We believe that the trial justice was correct in not applying the doctrine of collateral estoppel to find Bird liable. The trial justice in the previous case found that Bird was liable to B & S, but his judgment was conditional on Bird's success in obtaining a vacation of the entry of a default. The trial justice's decision finding Bird liable, therefore, was not based upon his determination of the issue of whether Bird had effectively disclaimed liability for the two-ply roofing system. The underlying issue of the effect of the disclaimer was never reached. Instead the decision was based on the entry of a default.
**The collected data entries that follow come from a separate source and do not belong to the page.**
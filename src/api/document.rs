//! Document lifecycle: create, load, save, settings and metadata

use super::helpers::{deserialize, editor_error, install_session, serialize, with_session};
use crate::config::EditorConfig;
use crate::models::{Annotation, Midi};
use crate::session::EditorSession;
use crate::store::{TuningEdit, TuningView};
use crate::{wasm_info, wasm_log};
use wasm_bindgen::prelude::*;

fn config_from(config_js: JsValue) -> Result<EditorConfig, JsValue> {
    if config_js.is_undefined() || config_js.is_null() {
        return Ok(EditorConfig::default());
    }
    let config: EditorConfig = deserialize(config_js, "Invalid editor settings")?;
    config.validate().map_err(editor_error("Invalid editor settings"))?;
    Ok(config)
}

/// Start a new, empty tab
///
/// # Parameters
/// - `tuning_js`: MIDI notes, highest string first; standard tuning if omitted
/// - `frets`: fret count; taken from the settings if omitted
/// - `config_js`: editor settings object, all fields optional
#[wasm_bindgen(js_name = createTab)]
pub fn create_tab(tuning_js: JsValue, frets: Option<u32>, config_js: JsValue) -> Result<(), JsValue> {
    let config = config_from(config_js)?;
    let tuning: Option<Vec<Midi>> = if tuning_js.is_undefined() || tuning_js.is_null() {
        None
    } else {
        Some(deserialize(tuning_js, "Invalid tuning")?)
    };

    let mut session = EditorSession::new(config);
    session.create_guitar_tab(tuning, frets);
    wasm_info!(
        "createTab: {} strings, {} frets",
        session.tab().guitar.string_count(),
        session.tab().guitar.frets
    );
    install_session(session)
}

/// Load a persisted tab
#[wasm_bindgen(js_name = loadTab)]
pub fn load_tab(json: &str, config_js: JsValue) -> Result<(), JsValue> {
    let config = config_from(config_js)?;
    let session = EditorSession::load(json, config).map_err(editor_error("loadTab"))?;
    wasm_info!("loadTab: '{}'", session.tab().title);
    install_session(session)
}

/// Persisted form of the current tab
#[wasm_bindgen(js_name = serializeTab)]
pub fn serialize_tab() -> Result<String, JsValue> {
    with_session("serializeTab", |session| {
        session.serialize().map_err(editor_error("serializeTab"))
    })
}

#[wasm_bindgen(js_name = configure)]
pub fn configure(config_js: JsValue) -> Result<(), JsValue> {
    let config = config_from(config_js)?;
    with_session("configure", |session| {
        wasm_log!("configure: {} subdivisions", config.subdivisions);
        session.configure(config).map_err(editor_error("configure"))
    })
}

#[wasm_bindgen(js_name = getTitle)]
pub fn get_title() -> Result<String, JsValue> {
    with_session("getTitle", |session| Ok(session.tab().title.clone()))
}

#[wasm_bindgen(js_name = setTitle)]
pub fn set_title(title: &str) -> Result<(), JsValue> {
    with_session("setTitle", |session| {
        session.set_title(title);
        Ok(())
    })
}

/// Apply a tuning edit to the guitar or chord view
///
/// `edit_js` is `{op: "setTuningNote", string, note}` or one of
/// `{op: "addTop" | "addBottom" | "removeTop" | "removeBottom"}`.
#[wasm_bindgen(js_name = updateTuning)]
pub fn update_tuning(view_js: JsValue, edit_js: JsValue) -> Result<(), JsValue> {
    let view: TuningView = deserialize(view_js, "Invalid tuning view")?;
    let edit: TuningEdit = deserialize(edit_js, "Invalid tuning edit")?;
    with_session("updateTuning", |session| {
        wasm_log!("updateTuning: {:?} {:?}", view, edit);
        session.update_tuning(view, edit).map_err(editor_error("updateTuning"))
    })
}

#[wasm_bindgen(js_name = getTuning)]
pub fn get_tuning() -> Result<JsValue, JsValue> {
    with_session("getTuning", |session| {
        serialize(&session.tab().guitar.tuning, "Failed to serialize tuning")
    })
}

#[wasm_bindgen(js_name = setDoesSyncTuning)]
pub fn set_does_sync_tuning(sync: bool) -> Result<(), JsValue> {
    with_session("setDoesSyncTuning", |session| {
        session.set_does_sync_tuning(sync);
        Ok(())
    })
}

#[wasm_bindgen(js_name = getChords)]
pub fn get_chords() -> Result<JsValue, JsValue> {
    with_session("getChords", |session| {
        serialize(&session.tab().chords, "Failed to serialize chords")
    })
}

#[wasm_bindgen(js_name = addChord)]
pub fn add_chord() -> Result<(), JsValue> {
    with_session("addChord", |session| {
        session.add_chord();
        Ok(())
    })
}

#[wasm_bindgen(js_name = deleteChord)]
pub fn delete_chord(index: usize) -> Result<bool, JsValue> {
    with_session("deleteChord", |session| Ok(session.delete_chord(index).is_some()))
}

#[wasm_bindgen(js_name = moveChord)]
pub fn move_chord(from: usize, to: usize) -> Result<(), JsValue> {
    with_session("moveChord", |session| {
        session.move_chord(from, to);
        Ok(())
    })
}

#[wasm_bindgen(js_name = getAnnotations)]
pub fn get_annotations(row: usize) -> Result<JsValue, JsValue> {
    with_session("getAnnotations", |session| {
        serialize(
            &session.tab().annotations.get_annotations(row),
            "Failed to serialize annotations",
        )
    })
}

#[wasm_bindgen(js_name = getAnnotationRows)]
pub fn get_annotation_rows() -> Result<JsValue, JsValue> {
    with_session("getAnnotationRows", |session| {
        serialize(&session.tab().annotations.get_rows(), "Failed to serialize rows")
    })
}

#[wasm_bindgen(js_name = createAnnotation)]
pub fn create_annotation(row: usize, annotation_js: JsValue) -> Result<(), JsValue> {
    let annotation: Annotation = deserialize(annotation_js, "Invalid annotation")?;
    with_session("createAnnotation", |session| {
        session.create_annotation(row, annotation);
        Ok(())
    })
}

#[wasm_bindgen(js_name = deleteAnnotation)]
pub fn delete_annotation(row: usize, annotation_js: JsValue) -> Result<bool, JsValue> {
    let annotation: Annotation = deserialize(annotation_js, "Invalid annotation")?;
    with_session("deleteAnnotation", |session| {
        Ok(session.delete_annotation(row, &annotation))
    })
}

#[wasm_bindgen(js_name = createNextRow)]
pub fn create_next_row() -> Result<usize, JsValue> {
    with_session("createNextRow", |session| Ok(session.create_next_row()))
}
//! Text annotations above the tab, and chord diagrams

use super::note::{ChordNote, NoteStack};
use super::position::Position;
use serde::{Deserialize, Serialize};

/// Text spanning `[start, end]` on one annotation row
#[derive(Debug, Clone, PartialEq, Eq, Serialize, Deserialize)]
pub struct Annotation {
    pub start: Position,
    pub end: Position,
    #[serde(default, skip_serializing_if = "Option::is_none")]
    pub text: Option<String>,
}

impl Annotation {
    pub fn new(start: Position, end: Position, text: impl Into<String>) -> Self {
        Self {
            start,
            end,
            text: Some(text.into()),
        }
    }

    /// Same span, ignoring the text
    pub fn same_span(&self, other: &Annotation) -> bool {
        self.start == other.start && self.end == other.end
    }
}

/// A named chord diagram
#[derive(Debug, Clone, PartialEq, Default, Serialize, Deserialize)]
pub struct Chord {
    pub title: String,
    pub notes: NoteStack<ChordNote>,
}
In contrast the trial justice was correct to apply the doctrine of collateral estoppel to the underlying issue that was already decided in the previous action, that is, the issue of the defective roof.

The final claim in this consolidated case asserted by Nunes is that the trial justice erred in her determination of the number of years that Monex had use of the roof before it became defective. Nunes claims that the roof functioned between seven and nine years.

This court has repeatedly stated that the findings of a trial justice sitting without a jury are accorded great deference and are not disturbed unless the trial justice misconceived material evidence or was otherwise clearly wrong. E.g. Tilcon Gammino, Inc. v. Commercial Associates, 570 A.2d 1102, 1105 (R.I. 1990). The trial justice based her finding of the number of years that the roof was in use on the uncontroverted evidence that leaks began in 1978 or 1979. The trial justice's determination of the number of years Monex enjoyed use of an operative roof is well supported by the evidence.

For the foregoing reasons we find the appeals of the defendants Nunes and B & S to be without merit. The appeals are therefore denied and dismissed, and the judgments entered in the Superior Court are hereby affirmed.

NOTES

[1] Although Bird has argued that B & S did not in fact use Bird materials to build the three roofs in question, we affirm the trial justice's finding of fact that Bird materials were used. There is no evidence that the trial justice misconceived material evidence or was otherwise clearly wrong in this finding. E.g. Tilcon Gammino, Inc. v. Commercial Associates, 570 A.2d 1102, 1105 (R.I. 1990).

[2] The 1985 Reenactment made several minor stylistic and capitalization changes.

[3] The court in State v. Berberian, 122 R.I. 693, 411 A.2d 308 (1980) considered the doctrine of collateral estoppel in a criminal context. We believe that the discussion of collateral estoppel in that case is applicable to the consideration of collateral estoppel in this civil case.